ASSIGNED TASK »
All lines from the one containing "report.attempted += 1;" down to the final line of the entries below: return them exactly.

Stored data
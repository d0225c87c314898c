//! Command token parsing and the fixed reply texts.

/// Welcome text for /start
pub const WELCOME_TEXT: &str = "👋 Welcome!\n\n\
    Available commands:\n\
    /subscribe – subscribe to alerts\n\
    /unsubscribe – unsubscribe from alerts\n\
    /status – check your subscription status\n\
    /about – info and disclaimer";

pub const ABOUT_TEXT: &str = "For educational purposes only. This is not financial advice.";
pub const SUBSCRIBED_TEXT: &str = "✅ Subscription activated: you'll receive future alerts.";
pub const UNSUBSCRIBED_TEXT: &str = "❎ Subscription canceled.";
pub const STATUS_SUBSCRIBED_TEXT: &str = "🔔 You are subscribed.";
pub const STATUS_NOT_SUBSCRIBED_TEXT: &str = "🔕 You are not subscribed.";
pub const ADMINLIST_DENIED_TEXT: &str = "Admins only.";
pub const POST_DENIED_TEXT: &str = "This command is for admins only.";
pub const NO_SUBSCRIBERS_TEXT: &str = "No subscribers yet.";
pub const POST_USAGE_TEXT: &str = "Usage: /post <text> or reply to a message with /post.";
pub const UNKNOWN_COMMAND_TEXT: &str = "Unknown command. Use /start to see available commands.";
pub const STORAGE_FAILURE_TEXT: &str = "Sorry, something went wrong. Please try again later.";

/// Commands shown in the Telegram command menu. Admin commands are left out.
pub const PUBLIC_COMMANDS: &[(&str, &str)] = &[
    ("start", "show available commands"),
    ("subscribe", "subscribe to alerts"),
    ("unsubscribe", "unsubscribe from alerts"),
    ("status", "check your subscription status"),
    ("about", "info and disclaimer"),
];

#[derive(Debug, Clone, PartialEq, Eq)]
pub enum Command {
    Start,
    About,
    Subscribe,
    Unsubscribe,
    Status,
    AdminList,
    /// Raw argument text after the command token (may be empty)
    Post(String),
    Unknown(String),
}

impl Command {
    /// Parse a message text into a command.
    ///
    /// Returns `None` for anything that is not a `/command`. The token is
    /// matched case-insensitively. A `@suffix` naming `bot_username` is
    /// ignored; a command addressed to another bot is `Unknown`.
    pub fn parse(text: &str, bot_username: &str) -> Option<Command> {
        let text = text.trim_start();
        let body = text.strip_prefix('/')?;

        let (token, rest) = match body.find(char::is_whitespace) {
            Some(idx) => {
                let sep_len = body[idx..].chars().next().map(char::len_utf8).unwrap_or(1);
                (&body[..idx], &body[idx + sep_len..])
            }
            None => (body, ""),
        };
        let (name, addressee) = match token.split_once('@') {
            Some((name, addressee)) => (name, Some(addressee)),
            None => (token, None),
        };
        let name = name.to_lowercase();
        if let Some(addressee) = addressee {
            if !addressee.eq_ignore_ascii_case(bot_username) {
                return Some(Command::Unknown(name));
            }
        }

        let command = match name.as_str() {
            "start" => Command::Start,
            "about" => Command::About,
            "subscribe" => Command::Subscribe,
            "unsubscribe" => Command::Unsubscribe,
            "status" => Command::Status,
            "adminlist" => Command::AdminList,
            "post" => Command::Post(rest.to_string()),
            _ => Command::Unknown(name),
        };
        Some(command)
    }

    /// Whether the command is restricted to the admin set
    pub fn requires_admin(&self) -> bool {
        matches!(self, Command::AdminList | Command::Post(_))
    }

    /// Reply sent to a non-admin invoking an admin-only command
    pub fn denial_text(&self) -> Option<&'static str> {
        match self {
            Command::AdminList => Some(ADMINLIST_DENIED_TEXT),
            Command::Post(_) => Some(POST_DENIED_TEXT),
            _ => None,
        }
    }
}
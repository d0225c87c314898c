use rusqlite::{Connection, Result as SqliteResult};
use std::path::Path;
use std::sync::{Mutex, MutexGuard};

pub struct Database {
    conn: Mutex<Connection>,
}

impl Database {
    pub fn new(database_url: &str) -> SqliteResult<Self> {
        // Create parent directory if it doesn't exist
        if let Some(parent) = Path::new(database_url).parent() {
            if !parent.as_os_str().is_empty() {
                if let Err(e) = std::fs::create_dir_all(parent) {
                    log::warn!("Failed to create database directory {:?}: {}", parent, e);
                }
            }
        }

        let conn = Connection::open(database_url)?;
        let db = Self {
            conn: Mutex::new(conn),
        };
        db.init()?;
        Ok(db)
    }

    pub(crate) fn conn(&self) -> MutexGuard<'_, Connection> {
        self.conn.lock().unwrap_or_else(|poisoned| poisoned.into_inner())
    }

    fn init(&self) -> SqliteResult<()> {
        let conn = self.conn();

        // Subscribers table (one row per chat)
        conn.execute(
            "CREATE TABLE IF NOT EXISTS subscribers (
                chat_id INTEGER PRIMARY KEY,
                username TEXT,
                created_at TEXT
            )",
            [],
        )?;

        // Older databases were created before these columns existed
        ensure_column(&conn, "subscribers", "username", "TEXT")?;
        ensure_column(&conn, "subscribers", "created_at", "TEXT")?;

        Ok(())
    }
}

fn column_exists(conn: &Connection, table: &str, column: &str) -> SqliteResult<bool> {
    let mut stmt = conn.prepare(&format!("PRAGMA table_info({})", table))?;
    let names = stmt
        .query_map([], |row| row.get::<_, String>(1))?
        .collect::<SqliteResult<Vec<String>>>()?;
    Ok(names.iter().any(|name| name.eq_ignore_ascii_case(column)))
}

fn ensure_column(conn: &Connection, table: &str, column: &str, decl: &str) -> SqliteResult<()> {
    if column_exists(conn, table, column)? {
        return Ok(());
    }
    log::info!("Adding missing column {}.{}", table, column);
    conn.execute(
        &format!("ALTER TABLE {} ADD COLUMN {} {}", table, column, decl),
        [],
    )?;
    Ok(())
}
use std::sync::Arc;
use std::time::Duration;

use super::format::format_broadcast;
use super::transport::{RenderMode, Sleeper, Transport};
use super::DeliveryFailureKind;
use crate::config::Config;

#[derive(Debug, Clone)]
pub struct BroadcastSettings {
    /// Wait after each successful send
    pub cooldown: Duration,
    /// Wait after each failed send
    pub failure_delay: Duration,
    pub footer: String,
    pub render_mode: RenderMode,
}

impl BroadcastSettings {
    pub fn from_config(config: &Config) -> Self {
        Self {
            cooldown: config.cooldown,
            failure_delay: config.failure_delay,
            footer: config.footer.clone(),
            render_mode: config.render_mode,
        }
    }
}

/// Outcome of one broadcast job
#[derive(Debug, Clone, Copy, Default, PartialEq, Eq)]
pub struct BroadcastReport {
    pub attempted: usize,
    pub delivered: usize,
    pub failed: usize,
}

/// Sends one message to a list of chats, strictly one at a time.
///
/// The delays are the only throttling, so sends are never run concurrently.
/// A failed recipient is logged and skipped; it is never retried or removed.
pub struct Broadcaster {
    transport: Arc<dyn Transport>,
    sleeper: Arc<dyn Sleeper>,
    settings: BroadcastSettings,
}

impl Broadcaster {
    pub fn new(
        transport: Arc<dyn Transport>,
        sleeper: Arc<dyn Sleeper>,
        settings: BroadcastSettings,
    ) -> Self {
        Self {
            transport,
            sleeper,
            settings,
        }
    }

    /// Apply dedent/trim and the configured footer
    pub fn render(&self, text: &str) -> String {
        format_broadcast(text, &self.settings.footer)
    }

    /// Deliver `message` to every chat in `recipients`, in order.
    pub async fn deliver(&self, recipients: &[i64], message: &str) -> BroadcastReport {
        let mut report = BroadcastReport::default();

        log::info!("Broadcast: starting delivery to {} subscriber(s)", recipients.len());

        for &chat_id in recipients {
            report.attempted += 1;
            match self
                .transport
                .send(chat_id, message, self.settings.render_mode)
                .await
            {
                Ok(()) => {
                    report.delivered += 1;
                    log::debug!("Broadcast: delivered to {}", chat_id);
                    self.sleeper.sleep(self.settings.cooldown).await;
                }
                Err(e) => {
                    report.failed += 1;
                    // Never unsubscribed automatically, even when the chat looks gone
                    if e.kind == DeliveryFailureKind::Permanent {
                        log::warn!("Broadcast: chat {} is unreachable: {}", chat_id, e.message);
                    } else {
                        log::warn!("Broadcast: skipping {}: {}", chat_id, e);
                    }
                    self.sleeper.sleep(self.settings.failure_delay).await;
                }
            }
        }

        log::info!(
            "Broadcast: finished, {} delivered, {} failed",
            report.delivered,
            report.failed
        );
        report
    }
}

YOUR RESPONSE »
            report.attempted += 1;
            match self
                .transport
                .send(chat_id, message, self.settings.render_mode)
                .await
            {
                Ok(()) => {
                    report.delivered += 1;
                    log::debug!("Broadcast: delivered to {}", chat_id);
                    self.sleeper.sleep(self.settings.cooldown).await;
                }
                Err(e) => {
                    report.failed += 1;
                    // Never unsubscribed automatically, even when the chat looks gone
                    if e.kind == DeliveryFailureKind::Permanent {
                        log::warn!("Broadcast: chat {} is unreachable: {}", chat_id, e.message);
                    } else {
                        log::warn!("Broadcast: skipping {}: {}", chat_id, e);
                    }
                    self.sleeper.sleep(self.settings.failure_delay).await;
                }
            }
        }

        log::info!(
            "Broadcast: finished, {} delivered, {} failed",
            report.delivered,
            report.failed
        );
        report
    }
}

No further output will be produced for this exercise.